Finalement, son cortège a dû rebrousser chemin pour «éviter d’exposer la population nombreuse à une nouvelle répression après celle du 20 mai», a expliqué Olivier Kamitatu au cours d’un point de presse improvisé. Ajoutant : «Manifestement, l’ordre a été donné d’empêcher Moïse Katumbi de se rendre au Kongo Central», tout en précisant que malgré tout, Katumbi va devoir visiter le Kongo central et toutes les provinces de l’Ouest. La tournée prévoit des manifestations à Mbanza-Ngungu, Kimpese, Matadi, Boma et Muanda.
Sur son compte twitter, ce proche de l’ancien gouverneur du Katanga a noté qu’«en empêchant Moïse Katumbi de circuler librement dans son pays, Tshisekedi assume désormais ouvertement sa dérive dictatoriale. En RD Congo, le viol de la Constitution est devenu banalité. Moïse Katumbi ne sacrifiera pas sa population. Nous reviendrons ».
PROTESTATION UNANIME
Une situation qui a jeté de la gêne jusqu’à l’UDPS, le parti présidentiel. S’exprimant sous le sceau de l’anonymat, un haut cadre de l’UDPS a indiqué que « le fait pour le gouverneur UNC Guy Bandu d’interdire à M. Katumbi de se rendre au Kongo Central relève du sabotage de l’action du chef de l’Etat pour un Etat de droit. Il travaille en défaveur du président de la République. En qui ce déplacement est-il une menace pour le chef de l’Etat, l’UNC ou encore l’Union sacrée ? ».
Sur les réseaux sociaux, plusieurs internautes évoquaient l’article 30 de la Constitution selon lequel « toute personne qui se trouve sur le territoire national a le droit d’y circuler librement, d’y fixer sa résidence, de le quitter et d’y revenir, dans les conditions fixées par la loi ».

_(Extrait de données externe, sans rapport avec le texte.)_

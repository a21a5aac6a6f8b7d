//! Playback clock state and the control-to-render handoff.

use alloc::sync::Arc;
use vx_ir::{PlaybackConfig, Timeline};

use crate::bank::SampleBank;

/// Playback clock state owned by the renderer.
///
/// Together with the callback time these fields define the elapsed
/// playback time for every rendered frame.
#[derive(Clone, Copy, Debug, Default, PartialEq)]
pub struct PlaybackSession {
    /// Is playback active?
    pub playing: bool,
    /// Clock time (seconds) at which playback started
    pub start_time: f64,
    /// Frames rendered since playback started
    pub frames_rendered: u64,
}

impl PlaybackSession {
    /// Start playing at clock time `at`, resetting the frame counter.
    pub fn start(&mut self, at: f64) {
        self.playing = true;
        self.start_time = at;
        self.frames_rendered = 0;
    }

    pub fn stop(&mut self) {
        self.playing = false;
    }

    /// Seconds of playback at clock time `now`.
    pub fn elapsed(&self, now: f64) -> f64 {
        now - self.start_time
    }

    /// Clock time implied by the frame counter alone (offline rendering).
    pub fn frame_clock(&self, sample_rate: u32) -> f64 {
        if sample_rate == 0 {
            return self.start_time;
        }
        self.start_time + self.frames_rendered as f64 / sample_rate as f64
    }

    #[inline]
    pub(crate) fn advance(&mut self) {
        self.frames_rendered += 1;
    }
}

/// A whole-value replacement sent from the controller to the renderer.
///
/// Applied between callback invocations, so a callback sees either the old
/// value or the new one for its whole duration.
#[derive(Clone, Debug)]
pub enum SessionUpdate {
    Timeline(Arc<Timeline>),
    Config(PlaybackConfig),
    Bank(Arc<SampleBank>),
    Start { at: f64 },
    Stop,
}

/// A value displaced by a [`SessionUpdate`], returned to the control side
/// so the render thread never frees memory.
#[derive(Debug)]
pub enum Retired {
    Timeline(Arc<Timeline>),
    Bank(Arc<SampleBank>),
}
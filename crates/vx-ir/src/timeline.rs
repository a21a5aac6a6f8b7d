//! Ordered note sequences and active-note lookup.

use alloc::vec::Vec;

use crate::note::Note;

/// An immutable sequence of notes installed for playback.
///
/// Lookup returns the *first* note (in sequence order) whose interval
/// contains the query time. When notes are sorted by start time the
/// timeline keeps a running maximum of end times so lookup is a pair of
/// binary searches plus a short scan; otherwise it falls back to a
/// linear scan. Both paths return the same note.
#[derive(Clone, Debug, Default)]
pub struct Timeline {
    notes: Vec<Note>,
    /// `reach[i] = max(end_time[0..=i])`, present only for sorted timelines.
    reach: Option<Vec<f64>>,
}

impl Timeline {
    /// Build a timeline, indexing it when start times are non-decreasing.
    pub fn new(notes: Vec<Note>) -> Self {
        let sorted = notes
            .windows(2)
            .all(|pair| pair[0].start_time <= pair[1].start_time);

        let reach = if sorted {
            let mut reach = Vec::with_capacity(notes.len());
            let mut max_end = f64::NEG_INFINITY;
            for note in &notes {
                max_end = max_end.max(note.end_time);
                reach.push(max_end);
            }
            Some(reach)
        } else {
            None
        };

        Self { notes, reach }
    }

    /// An empty timeline (nothing ever sounds).
    pub fn empty() -> Self {
        Self::default()
    }

    pub fn notes(&self) -> &[Note] {
        &self.notes
    }

    pub fn len(&self) -> usize {
        self.notes.len()
    }

    pub fn is_empty(&self) -> bool {
        self.notes.is_empty()
    }

    /// Returns true if lookups use the sorted index.
    pub fn is_indexed(&self) -> bool {
        self.reach.is_some()
    }

    /// Latest end time of any note, or 0 for an empty timeline.
    pub fn end_time(&self) -> f64 {
        self.notes.iter().map(|n| n.end_time).fold(0.0, f64::max)
    }

    /// Find the first note active at `time`.
    pub fn active_at(&self, time: f64) -> Option<&Note> {
        match &self.reach {
            Some(reach) => {
                let upper = self.notes.partition_point(|n| n.start_time <= time);
                let lower = reach.partition_point(|&end| end <= time);
                if lower >= upper {
                    return None;
                }
                self.notes[lower..upper].iter().find(|n| n.contains(time))
            }
            None => self.scan(time),
        }
    }

    fn scan(&self, time: f64) -> Option<&Note> {
        self.notes.iter().find(|n| n.contains(time))
    }

    pub fn into_notes(self) -> Vec<Note> {
        self.notes
    }
}

impl From<Vec<Note>> for Timeline {
    fn from(notes: Vec<Note>) -> Self {
        Self::new(notes)
    }
}
//! Melody documents: a `notes` list carrying timing and pitch.

use serde::Deserialize;

use crate::{check_interval, FormatError};

/// One note from a melody document.
///
/// `duration` is recomputed from the interval; the wire value is ignored.
#[derive(Clone, Debug, PartialEq)]
pub struct MelodyNote {
    pub start_time: f64,
    pub end_time: f64,
    pub duration: f64,
    pub pitch: i32,
    pub lyric: Option<String>,
}

#[derive(Deserialize)]
struct MelodyDocument {
    notes: Option<Vec<WireNote>>,
}

#[derive(Deserialize)]
struct WireNote {
    start_time: f64,
    end_time: f64,
    pitch: i32,
    #[serde(default)]
    lyric: Option<String>,
}

/// Parse `{ notes: [{ start_time, end_time, duration, pitch, lyric? }, ..] }`.
pub fn parse_melody(json: &str) -> Result<Vec<MelodyNote>, FormatError> {
    let doc: MelodyDocument = serde_json::from_str(json)?;
    let notes = doc.notes.ok_or(FormatError::MissingField("notes"))?;

    notes
        .into_iter()
        .enumerate()
        .map(|(index, note)| {
            check_interval(index, note.start_time, note.end_time)?;
            Ok(MelodyNote {
                start_time: note.start_time,
                end_time: note.end_time,
                duration: note.end_time - note.start_time,
                pitch: note.pitch,
                lyric: note.lyric,
            })
        })
        .collect()
}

Une disposition visiblement battue en brèche par le gouverneur du Kongo Central, conduisant le porte-parole d’Ensemble pour la République de conclure que « la République Démocratique du Congo n’est pas une propriété privée. Elle n’appartient à aucun individu ou un groupe d’individus qui fixent les limites de mouvement des autres citoyens ».
UNE BAVURE DE TROP
En politique, semble-t-il, tous les coups sont permis. Même les plus diaboliques; du moins aux yeux des non-initiés. Mais le degré de la turpitude atteint des sommets quand un gouverneur ferme les «frontières» de «sa» province à un opposant politique en tournée. En accordant un séjour de 24 heures à Moïse Katumbi et sa suite, alors que ce dernier avait programmé un périple d’une semaine dans différentes agglomérations du Kongo central, Guy Bandu croyait peut-être bien faire ou mieux, gagner des points dans l’estime dont il se croit investi dans le cœur du président Félix Tshisekedi et son parti politique, l’UDPS.
Une erreur stratégique de la part du gouverneur-médecin UNC que l’on dit très proche du président du Sénat Modeste Bahati. Une bourde qui tombe fort mal à propos, quelques jours seulement après la sanglante dispersion de la marche voulue pacifique organisée par quatre candidats à la présidence de la République, dont le leader d’Ensemble pour la République.
Au moment où l’émoi planétaire résultant des images des policiers réprimant violemment la manifestation du samedi 20 mai n’est pas encore retombé; que les vidéos de policiers bastonnant à mort un mineur font encore le tour du monde; que des messages de désapprobation pleuvent du monde entier, plongeant le gouvernement dans l’embarras, le gouverneur du Kongo Central vient en rajouter une couche à la confusion politique déjà étouffante.